In regards to this, you omitted one important detail:

So anyone whom upgraded to Win 10 is screwed.

 

Also from the Malwarebytes article, this backdoor has existed since 2013:

 

Yes I saw that. It seems that they are afraid of breaking systems with outdated drivers. Security wise not good decision, but it will probably save their users from a lot of headache.

 

Ok does this mean they found AV programs on VT? Like those listed here on Wilders that some people here use?

I see the POC code for loading an unsigned drive in in the Malwarebytes blog.

The exe in the code is flagged on VT bye 4.

 

Don't know what you exactly mean. The Malwarebytes article states author found sigs., samples, or both for previous Chinese apps using almost identical drivers as the current malware. He never mentioned by name the apps or any other ID data on them at VT.

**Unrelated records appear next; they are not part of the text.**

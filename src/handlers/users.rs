// region:    --- Imports
use crate::auth::AuthUser;
use crate::catalog::model::Product;
use crate::error::AppResult;
use crate::orders::model::{OrderRoleFilter, OrderSummary};
use crate::query::handlers as query;
use crate::reviews::model::ReviewView;
use crate::state::AppState;
use crate::users::commands;
use crate::users::model::{
    ChangePasswordRequest, MyBidView, PublicProfile, UpdateProfileRequest, User,
};
use crate::validation::ValidatedJson;
use axum::extract::{Path, State};
use axum::http::StatusCode;
use axum::Json;
use serde_json::{json, Value};

// endregion: --- Imports

pub async fn handle_get_me(State(state): State<AppState>, user: AuthUser) -> AppResult<Json<User>> {
    Ok(Json(query::get_user(state.db.pool(), user.id).await?))
}

pub async fn handle_update_me(
    State(state): State<AppState>,
    user: AuthUser,
    ValidatedJson(req): ValidatedJson<UpdateProfileRequest>,
) -> AppResult<Json<User>> {
    Ok(Json(commands::handle_update_profile(&state.db, user.id, req).await?))
}

pub async fn handle_change_password(
    State(state): State<AppState>,
    user: AuthUser,
    ValidatedJson(req): ValidatedJson<ChangePasswordRequest>,
) -> AppResult<Json<Value>> {
    commands::handle_change_password(&state.db, &state.hasher, user.id, req).await?;
    Ok(Json(json!({ "message": "비밀번호가 변경되었습니다." })))
}

/// 판매자 전환 요청
pub async fn handle_seller_request(
    State(state): State<AppState>,
    user: AuthUser,
) -> AppResult<Json<User>> {
    Ok(Json(commands::handle_seller_request(&state.db, user.id).await?))
}

pub async fn handle_get_profile(
    State(state): State<AppState>,
    Path(user_id): Path<i64>,
) -> AppResult<Json<PublicProfile>> {
    Ok(Json(query::get_public_profile(&state.db, user_id).await?))
}

pub async fn handle_get_reviews(
    State(state): State<AppState>,
    Path(user_id): Path<i64>,
) -> AppResult<Json<Vec<ReviewView>>> {
    Ok(Json(query::get_user_reviews(&state.db, user_id).await?))
}

// region:    --- Watchlist

pub async fn handle_get_watchlist(
    State(state): State<AppState>,
    user: AuthUser,
) -> AppResult<Json<Vec<Product>>> {
    Ok(Json(query::get_watchlist(&state.db, user.id).await?))
}

pub async fn handle_add_watch(
    State(state): State<AppState>,
    user: AuthUser,
    Path(product_id): Path<i64>,
) -> AppResult<StatusCode> {
    commands::handle_add_watch(&state.db, user.id, product_id).await?;
    Ok(StatusCode::NO_CONTENT)
}

pub async fn handle_remove_watch(
    State(state): State<AppState>,
    user: AuthUser,
    Path(product_id): Path<i64>,
) -> AppResult<StatusCode> {
    commands::handle_remove_watch(&state.db, user.id, product_id).await?;
    Ok(StatusCode::NO_CONTENT)
}

// endregion: --- Watchlist

// region:    --- Bidder Dashboard

pub async fn handle_my_bids(
    State(state): State<AppState>,
    user: AuthUser,
) -> AppResult<Json<Vec<MyBidView>>> {
    Ok(Json(query::get_my_bids(&state.db, user.id).await?))
}

/// 낙찰 받은 주문
pub async fn handle_my_won(
    State(state): State<AppState>,
    user: AuthUser,
) -> AppResult<Json<Vec<OrderSummary>>> {
    Ok(Json(
        query::get_my_orders(&state.db, user.id, Some(OrderRoleFilter::Buyer), None).await?,
    ))
}

// endregion: --- Bidder Dashboard
use serde::{Deserialize, Serialize};
use std::fmt;
use std::str::FromStr;

/// 경매(상품) 상태
#[derive(Debug, Clone, Copy, PartialEq, Eq, Serialize, Deserialize)]
#[serde(rename_all = "SCREAMING_SNAKE_CASE")]
pub enum AuctionStatus {
    Scheduled,
    Active,
    Sold,
    Ended,
    Cancelled,
}

impl AuctionStatus {
    pub const ALL: [AuctionStatus; 5] = [
        AuctionStatus::Scheduled,
        AuctionStatus::Active,
        AuctionStatus::Sold,
        AuctionStatus::Ended,
        AuctionStatus::Cancelled,
    ];

    pub fn as_str(&self) -> &'static str {
        match self {
            AuctionStatus::Scheduled => "SCHEDULED",
            AuctionStatus::Active => "ACTIVE",
            AuctionStatus::Sold => "SOLD",
            AuctionStatus::Ended => "ENDED",
            AuctionStatus::Cancelled => "CANCELLED",
        }
    }

    /// 더 이상 입찰을 받지 않는 상태
    pub fn is_closed(&self) -> bool {
        matches!(
            self,
            AuctionStatus::Sold | AuctionStatus::Ended | AuctionStatus::Cancelled
        )
    }
}

impl FromStr for AuctionStatus {
    type Err = String;

    fn from_str(s: &str) -> Result<Self, Self::Err> {
        AuctionStatus::ALL
            .into_iter()
            .find(|status| status.as_str().eq_ignore_ascii_case(s))
            .ok_or_else(|| format!("알 수 없는 경매 상태: {}", s))
    }
}

impl fmt::Display for AuctionStatus {
    fn fmt(&self, f: &mut fmt::Formatter<'_>) -> fmt::Result {
        f.write_str(self.as_str())
    }
}

#[cfg(test)]
mod tests {
    use super::*;

    #[test]
    fn parses_stored_strings() {
        assert_eq!("ACTIVE".parse::<AuctionStatus>().unwrap(), AuctionStatus::Active);
        assert_eq!("sold".parse::<AuctionStatus>().unwrap(), AuctionStatus::Sold);
        assert!("PAUSED".parse::<AuctionStatus>().is_err());
    }

    #[test]
    fn closed_states() {
        assert!(!AuctionStatus::Scheduled.is_closed());
        assert!(!AuctionStatus::Active.is_closed());
        assert!(AuctionStatus::Sold.is_closed());
        assert!(AuctionStatus::Ended.is_closed());
        assert!(AuctionStatus::Cancelled.is_closed());
    }
}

Give it a shot Good test for Cylance .................

 

I will in a VM. I don't think it is VM aware and am running latest insider update. Cylance quarantines the file right after they are unzipped. It did not make a peep on this file.

 

The Chinese malware is.

Don't know about the Githib POC code though.

 

My main test will see if my Windows version allows it.

 

Ok screen is what I get from the POC.

 

Appears SmartScreen is blocking the POC code by blacklisting its hash. You will have to disable native SS protection in Win 10 to test.

 

Appguard and Voodoo.

 

Appguard is blocking the "payload" from executing as it should.

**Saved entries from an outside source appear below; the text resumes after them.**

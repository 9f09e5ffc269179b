/// 애플리케이션 설정
/// .env 파일과 환경 변수에서 읽어온다.
// region:    --- Imports
use anyhow::{anyhow, Context, Result};
use std::fmt::Display;
use std::str::FromStr;
use tracing::info;

// endregion: --- Imports

// region:    --- Config

/// 이벤트 버스 종류
#[derive(Debug, Clone, Copy, PartialEq, Eq)]
pub enum EventBusKind {
    /// 프로세스 내부에서 바로 실시간 허브로 전달
    Local,
    /// Kafka 토픽을 거쳐 전달
    Kafka,
}

impl FromStr for EventBusKind {
    type Err = anyhow::Error;

    fn from_str(s: &str) -> Result<Self> {
        match s.to_ascii_lowercase().as_str() {
            "local" => Ok(EventBusKind::Local),
            "kafka" => Ok(EventBusKind::Kafka),
            other => Err(anyhow!("EVENT_BUS must be 'local' or 'kafka', got '{}'", other)),
        }
    }
}

#[derive(Debug, Clone)]
pub struct KafkaConfig {
    pub brokers: String,
    pub topic: String,
    pub group_id: String,
}

#[derive(Debug, Clone)]
pub struct StripeConfig {
    pub secret_key: String,
    pub api_base: String,
    pub currency: String,
}

/// 경매 기본값. DB의 auction_settings 행이 없을 때 사용한다.
#[derive(Debug, Clone, Copy)]
pub struct AuctionDefaults {
    pub auto_extend_threshold_secs: i64,
    pub auto_extend_duration_secs: i64,
    pub min_rating_percent: i64,
}

#[derive(Debug, Clone)]
pub struct AppConfig {
    pub database_url: String,
    pub database_max_connections: u32,
    pub reset_database: bool,
    pub bind_address: String,
    pub jwt_secret: String,
    pub access_token_minutes: i64,
    pub refresh_token_days: i64,
    pub event_bus: EventBusKind,
    pub kafka: KafkaConfig,
    pub stripe: StripeConfig,
    pub payment_deadline_hours: i64,
    pub scheduler_interval_secs: u64,
    pub auction: AuctionDefaults,
}

impl AppConfig {
    /// 환경 변수에서 설정 로드
    pub fn from_env() -> Result<Self> {
        dotenvy::dotenv().ok();
        Self::from_lookup(|key| std::env::var(key).ok())
    }

    /// 키 조회 함수로부터 설정 구성
    pub fn from_lookup<F>(lookup: F) -> Result<Self>
    where
        F: Fn(&str) -> Option<String>,
    {
        let database_url =
            lookup("DATABASE_URL").context("Missing environment variable: DATABASE_URL")?;
        let jwt_secret =
            lookup("JWT_SECRET").context("Missing environment variable: JWT_SECRET")?;
        if jwt_secret.len() < 16 {
            return Err(anyhow!("JWT_SECRET must be at least 16 characters"));
        }

        Ok(Self {
            database_url,
            database_max_connections: parse_or(&lookup, "DATABASE_MAX_CONNECTIONS", 5)?,
            reset_database: parse_bool(&lookup, "RESET_DATABASE", false)?,
            bind_address: lookup("BIND_ADDRESS").unwrap_or_else(|| "0.0.0.0:3000".to_string()),
            jwt_secret,
            access_token_minutes: parse_or(&lookup, "ACCESS_TOKEN_MINUTES", 60)?,
            refresh_token_days: parse_or(&lookup, "REFRESH_TOKEN_DAYS", 7)?,
            event_bus: parse_or(&lookup, "EVENT_BUS", EventBusKind::Local)?,
            kafka: KafkaConfig {
                brokers: lookup("KAFKA_BROKERS").unwrap_or_else(|| "localhost:9092".to_string()),
                topic: lookup("KAFKA_TOPIC").unwrap_or_else(|| "market-events".to_string()),
                group_id: lookup("KAFKA_GROUP_ID")
                    .unwrap_or_else(|| "market-events-group".to_string()),
            },
            stripe: StripeConfig {
                secret_key: lookup("STRIPE_SECRET_KEY").unwrap_or_default(),
                api_base: lookup("STRIPE_API_BASE")
                    .unwrap_or_else(|| "https://api.stripe.com".to_string()),
                currency: lookup("PAYMENT_CURRENCY").unwrap_or_else(|| "usd".to_string()),
            },
            payment_deadline_hours: parse_or(&lookup, "PAYMENT_DEADLINE_HOURS", 72)?,
            scheduler_interval_secs: parse_or(&lookup, "SCHEDULER_INTERVAL_SECS", 1)?,
            auction: AuctionDefaults {
                auto_extend_threshold_secs: parse_or(&lookup, "AUTO_EXTEND_THRESHOLD_SECS", 300)?,
                auto_extend_duration_secs: parse_or(&lookup, "AUTO_EXTEND_DURATION_SECS", 600)?,
                min_rating_percent: parse_or(&lookup, "MIN_RATING_PERCENT", 80)?,
            },
        })
    }
}

fn parse_or<F, T>(lookup: &F, key: &str, default: T) -> Result<T>
where
    F: Fn(&str) -> Option<String>,
    T: FromStr + Display,
    T::Err: Display,
{
    match lookup(key) {
        Some(raw) => raw
            .trim()
            .parse::<T>()
            .map_err(|e| anyhow!("Invalid value for {}: {}", key, e)),
        None => {
            info!("{:<12} --> {} 미설정, 기본값 사용: {}", "Config", key, default);
            Ok(default)
        }
    }
}

fn parse_bool<F>(lookup: &F, key: &str, default: bool) -> Result<bool>
where
    F: Fn(&str) -> Option<String>,
{
    match lookup(key).as_deref() {
        None => Ok(default),
        Some("true") | Some("1") => Ok(true),
        Some("false") | Some("0") => Ok(false),
        Some(other) => Err(anyhow!("{} must be 'true' or 'false', got '{}'", key, other)),
    }
}

impl Display for EventBusKind {
    fn fmt(&self, f: &mut std::fmt::Formatter<'_>) -> std::fmt::Result {
        match self {
            EventBusKind::Local => write!(f, "local"),
            EventBusKind::Kafka => write!(f, "kafka"),
        }
    }
}

// endregion: --- Config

Not impressed with the VoodooShield alert. All it says is it has been previously detected by blacklisting. You already knew that from the SmartScreen alert.

 

Even more interesting, some of these similar drivers have some obfuscated code, up to and including being packed with VMProtect:
https://blog.malwarebytes.com/threat-analysis/2017/03/helpdetectwz-chinese-backdoor-drivers/

 

Crowdstrike thought it was 81 % malicious. yup already knew about the VMProtect.

 

Voodoo did suggest to block the file.